Der dem schweren Beben am 11. März 2011 unmittelbar folgende verheerende Tsunami und die damit einhergehende Verwüstung im Nordosten der japanischen Insel Honshū, insbesondere aber die Schäden am Atomkraftwerk Fukushima und die von dort ausgehende radioaktive Bedrohung führten für Takuma Melber eineinhalb Wochen nach dem Unglück zu der Entscheidung, seinen Forschungsaufenthalt in Japan vorerst zu unterbrechen und nach Deutschland zurückzufliegen. "Ich habe das Erdbeben am 11. März in meinem Zimmer im siebten Stock des Wohnheims für Visiting Researchers erlebt. In Japan sind Erdbeben nichts Ungewöhnliches - jeder Japaner weiß, wie man sich verhalten soll", erklärt Melber. "Als ich dann aber wenig später erste Berichte über das Ausmaß des Erdbebens und die Zerstörung durch die Tsunamiwelle im Fernsehen sah, war sofort klar, dass das nicht eines der üblichen 'kleinen', sondern ein außergewöhnlich starkes Beben war. Nach einigen Tagen habe ich in Rücksprache mit meinen Eltern, meinem Stipendiengeber - der Rotary Foundation - und meinen Betreuern im Office of International Research Promotion an der Waseda Universität entschieden, erst einmal nach Deutschland zurückzukehren - eine Entscheidung, die mir alles andere als leicht gefallen ist.
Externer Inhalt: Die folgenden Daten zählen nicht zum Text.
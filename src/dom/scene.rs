// scene.rs - Canvas 2D surface and animation loop for ambient scenes
//
// One surface per mounted scene, never shared. The frame callback reaches
// its ticker through a weak reference, so the handle holds the only strong
// one; dropping it cancels the pending frame and detaches the pointer
// listener.

use std::cell::RefCell;
use std::rc::{Rc, Weak};

use wasm_bindgen::JsCast;
use wasm_bindgen::prelude::*;
use web_sys::{CanvasRenderingContext2d, HtmlCanvasElement, PointerEvent, Window};

use super::{set_styles, window};
use crate::config::{DEFAULT_COLOR, DecorConfig, Side};
use crate::error::{Error, Result};
use crate::lifecycle::{Detach, Scheduler, Subscription, Ticker};
use crate::render::{Encoder, POINT_STRIDE, SEGMENT_STRIDE};
use crate::scene::Scene;
use crate::scene::presets::decor_fits;

type FrameCallback = Closure<dyn FnMut(f64)>;
type PointerCallback = Closure<dyn FnMut(PointerEvent)>;

#[wasm_bindgen]
pub struct SceneHandle {
    running: Option<Running>,
}

#[wasm_bindgen]
impl SceneHandle {
    /// False when the scene degraded to rendering nothing
    pub fn active(&self) -> bool {
        self.running.is_some()
    }

    /// Stop the loop and detach listeners
    pub fn unmount(self) {}
}

impl SceneHandle {
    fn idle() -> Self {
        Self { running: None }
    }
}

struct Running {
    _ticker: Rc<Ticker<AnimationFrames>>,
    _pointer: Option<Subscription<PointerListener>>,
}

impl Drop for Running {
    fn drop(&mut self) {
        log::debug!("scene unmounted");
    }
}

struct AnimationFrames {
    window: Window,
    callback: FrameCallback,
}

impl Scheduler for AnimationFrames {
    fn request(&self) -> Result<i32> {
        self.window
            .request_animation_frame(self.callback.as_ref().unchecked_ref())
            .map_err(|_| Error::SurfaceUnavailable("requestAnimationFrame"))
    }

    fn cancel(&self, id: i32) {
        let _ = self.window.cancel_animation_frame(id);
    }
}

struct PointerListener {
    window: Window,
    callback: PointerCallback,
}

impl Detach for PointerListener {
    fn detach(&self) {
        let _ = self
            .window
            .remove_event_listener_with_callback("pointermove", self.callback.as_ref().unchecked_ref());
    }
}

/// Hero background with the pointer light
#[wasm_bindgen]
pub fn mount_hero(canvas: HtmlCanvasElement) -> SceneHandle {
    let scene = Scene::hero(&mut rand::thread_rng());
    run(canvas, scene, Mode::Hero).unwrap_or_else(degrade)
}

/// Section decoration from `{ position: "left" | "right", color }`.
/// Hidden and paused while the viewport is narrower than the breakpoint.
#[wasm_bindgen]
pub fn mount_decor(canvas: HtmlCanvasElement, config: JsValue) -> SceneHandle {
    let config = DecorConfig::from_js(config).unwrap_or_else(|e| {
        log::warn!("{e}, using default decor config");
        DecorConfig::default()
    });

    place(&canvas, config.position);
    let color = config.rgb().unwrap_or_else(|e| {
        log::warn!("{e}, using {DEFAULT_COLOR}");
        DEFAULT_COLOR
    });
    let scene = Scene::decor_with(color, &mut rand::thread_rng());
    run(canvas, scene, Mode::Decor).unwrap_or_else(degrade)
}

fn degrade(e: Error) -> SceneHandle {
    log::warn!("{e}, scene disabled");
    SceneHandle::idle()
}

#[derive(Clone, Copy, PartialEq, Eq)]
enum Mode {
    Hero,
    Decor,
}

/// Pin the decor canvas half off the given edge of its section
fn place(canvas: &HtmlCanvasElement, side: Side) {
    let (edge, shift) = match side {
        Side::Left => ("left", "-25%"),
        Side::Right => ("right", "25%"),
    };
    let transform = format!("translate({shift}, -50%)");
    set_styles(canvas, &[
        ("position", "absolute"),
        ("top", "50%"),
        (edge, "0"),
        ("width", "16rem"),
        ("height", "16rem"),
        ("opacity", "0.5"),
        ("pointer-events", "none"),
        ("transform", transform.as_str()),
    ]);
}

struct Surface {
    scene: Scene,
    encoder: Encoder,
    window: Window,
    canvas: HtmlCanvasElement,
    ctx: CanvasRenderingContext2d,
    dpr: f64,
    particle_fill: String,
    start: Option<f64>,
    gated: bool,
    shown: Option<bool>,
}

impl Surface {
    fn frame(&mut self, now: f64) {
        if !self.visible() {
            return;
        }
        let start = *self.start.get_or_insert(now);
        self.fit();
        self.scene.tick((now - start) / 1000.0);
        self.encoder.encode(&self.scene);
        self.draw();
    }

    /// Decor follows the viewport breakpoint: `display: none` below it
    fn visible(&mut self) -> bool {
        if !self.gated {
            return true;
        }
        let fits = self
            .window
            .inner_width()
            .ok()
            .and_then(|v| v.as_f64())
            .is_some_and(decor_fits);
        if self.shown != Some(fits) {
            self.shown = Some(fits);
            set_styles(&self.canvas, &[("display", if fits { "block" } else { "none" })]);
            log::debug!("decor {}", if fits { "shown" } else { "hidden" });
        }
        fits
    }

    /// Match the backing store to the element's CSS size
    fn fit(&mut self) {
        let w = (self.canvas.client_width() as f64 * self.dpr).round() as u32;
        let h = (self.canvas.client_height() as f64 * self.dpr).round() as u32;
        if w != self.canvas.width() || h != self.canvas.height() {
            self.canvas.set_width(w);
            self.canvas.set_height(h);
            self.encoder.resize(w, h);
        }
    }

    fn draw(&self) {
        let ctx = &self.ctx;
        ctx.clear_rect(0.0, 0.0, self.canvas.width() as f64, self.canvas.height() as f64);
        ctx.set_line_width(self.dpr);

        let mut stroke = [f32::NAN; 3];
        for seg in self.encoder.segments().chunks_exact(SEGMENT_STRIDE) {
            let &[x0, y0, x1, y1, r, g, b, a] = seg else { continue };
            if stroke != [r, g, b] {
                stroke = [r, g, b];
                ctx.set_stroke_style_str(&css_rgb(r, g, b));
            }
            ctx.set_global_alpha(a as f64);
            ctx.begin_path();
            ctx.move_to(x0 as f64, y0 as f64);
            ctx.line_to(x1 as f64, y1 as f64);
            ctx.stroke();
        }

        ctx.set_fill_style_str(&self.particle_fill);
        for p in self.encoder.points().chunks_exact(POINT_STRIDE) {
            let &[x, y, size, a] = p else { continue };
            let half = size as f64 * 0.5;
            ctx.set_global_alpha(a as f64);
            ctx.fill_rect(x as f64 - half, y as f64 - half, size as f64, size as f64);
        }
        ctx.set_global_alpha(1.0);
    }
}

fn css_rgb(r: f32, g: f32, b: f32) -> String {
    let c = |v: f32| (v * 255.0).round() as u8;
    format!("rgb({}, {}, {})", c(r), c(g), c(b))
}

fn run(canvas: HtmlCanvasElement, scene: Scene, mode: Mode) -> Result<SceneHandle> {
    let window = window()?;
    let ctx = canvas
        .get_context("2d")
        .ok()
        .flatten()
        .and_then(|c| c.dyn_into::<CanvasRenderingContext2d>().ok())
        .ok_or(Error::SurfaceUnavailable("no 2d context"))?;

    let dpr = window.device_pixel_ratio().min(scene.camera().max_dpr as f64);
    let particle_fill = scene.particle_style().color.to_string();
    let surface = Rc::new(RefCell::new(Surface {
        scene,
        encoder: Encoder::new(canvas.width(), canvas.height()),
        window: window.clone(),
        canvas: canvas.clone(),
        ctx,
        dpr,
        particle_fill,
        start: None,
        gated: mode == Mode::Decor,
        shown: None,
    }));
    // Apply the breakpoint before the first frame
    surface.borrow_mut().visible();

    let pointer = match mode {
        Mode::Hero => Some(listen_pointer(&window, &canvas, surface.clone())?),
        Mode::Decor => None,
    };

    let ticker = Rc::new_cyclic(|weak: &Weak<Ticker<AnimationFrames>>| {
        let weak = weak.clone();
        let callback = FrameCallback::new(move |now: f64| {
            if let Some(ticker) = weak.upgrade() {
                ticker.fire(now);
            }
        });
        Ticker::new(AnimationFrames { window: window.clone(), callback }, move |now| {
            surface.borrow_mut().frame(now);
        })
    });
    ticker.start()?;

    log::debug!("scene mounted at dpr {dpr}");
    Ok(SceneHandle {
        running: Some(Running { _ticker: ticker, _pointer: pointer }),
    })
}

fn listen_pointer(
    window: &Window,
    canvas: &HtmlCanvasElement,
    surface: Rc<RefCell<Surface>>,
) -> Result<Subscription<PointerListener>> {
    let canvas = canvas.clone();
    let callback = PointerCallback::new(move |e: PointerEvent| {
        let rect = canvas.get_bounding_client_rect();
        if rect.width() <= 0.0 || rect.height() <= 0.0 {
            return;
        }
        let x = (e.client_x() as f64 - rect.left()) / rect.width() * 2.0 - 1.0;
        let y = -((e.client_y() as f64 - rect.top()) / rect.height() * 2.0 - 1.0);
        surface.borrow_mut().scene.set_pointer(x as f32, y as f32);
    });
    window
        .add_event_listener_with_callback("pointermove", callback.as_ref().unchecked_ref())
        .map_err(|_| Error::SurfaceUnavailable("pointer events"))?;
    Ok(Subscription::new(PointerListener { window: window.clone(), callback }))
}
Zumal derzeit noch unklar ist, wann ich nach Tokio zurückkehren kann", so Melber. "Ich hoffe aber, meine Studien in Japan Anfang Mai wieder aufnehmen und schließlich auch am 25. und 26. Juni auf der Asian Studies Conference Japan 2011 in Tokio referieren zu können. Im Moment kann ich erst einmal nur die weitere Entwicklung am AKW abwarten, die Nachrichten aus Japan aufmerksam verfolgen und den Kontakt mit japanischen Freunden, Verwandten und Kollegen vor Ort aufrechterhalten. Früher oder später werde ich aber eine Entscheidung in die eine oder andere Richtung treffen müssen. Ich wünsche mir natürlich, schnellstmöglich nach Tokio zurückkehren zu können."

Takuma Winfried Melber, 1983 in Schwäbisch Hall geboren, nahm im Sommersemester 2003 sein Studium der Mittleren und Neueren Geschichte im Hauptfach, der Alten Geschichte und Soziologie im Nebenfach an der Johannes Gutenberg-Universität Mainz auf. Seit dem 1. Oktober 2009 arbeitet er an seiner Dissertation, die von Professor Dr. Sönke Neitzel vom Historischen Seminar der Universität Mainz betreut wird. Melber war bereits als Fachberater für die ZDF-Redaktion Zeitgeschichte ("ZDF-History: Japans Krieg - in Farbe") tätig. Er ist Mitglied des Arbeitskreises Militärgeschichte e.V., des Deutschen und Internationalen Komitees für die Geschichte des Zweiten Weltkriegs sowie der Siebold-Gesellschaft e.V.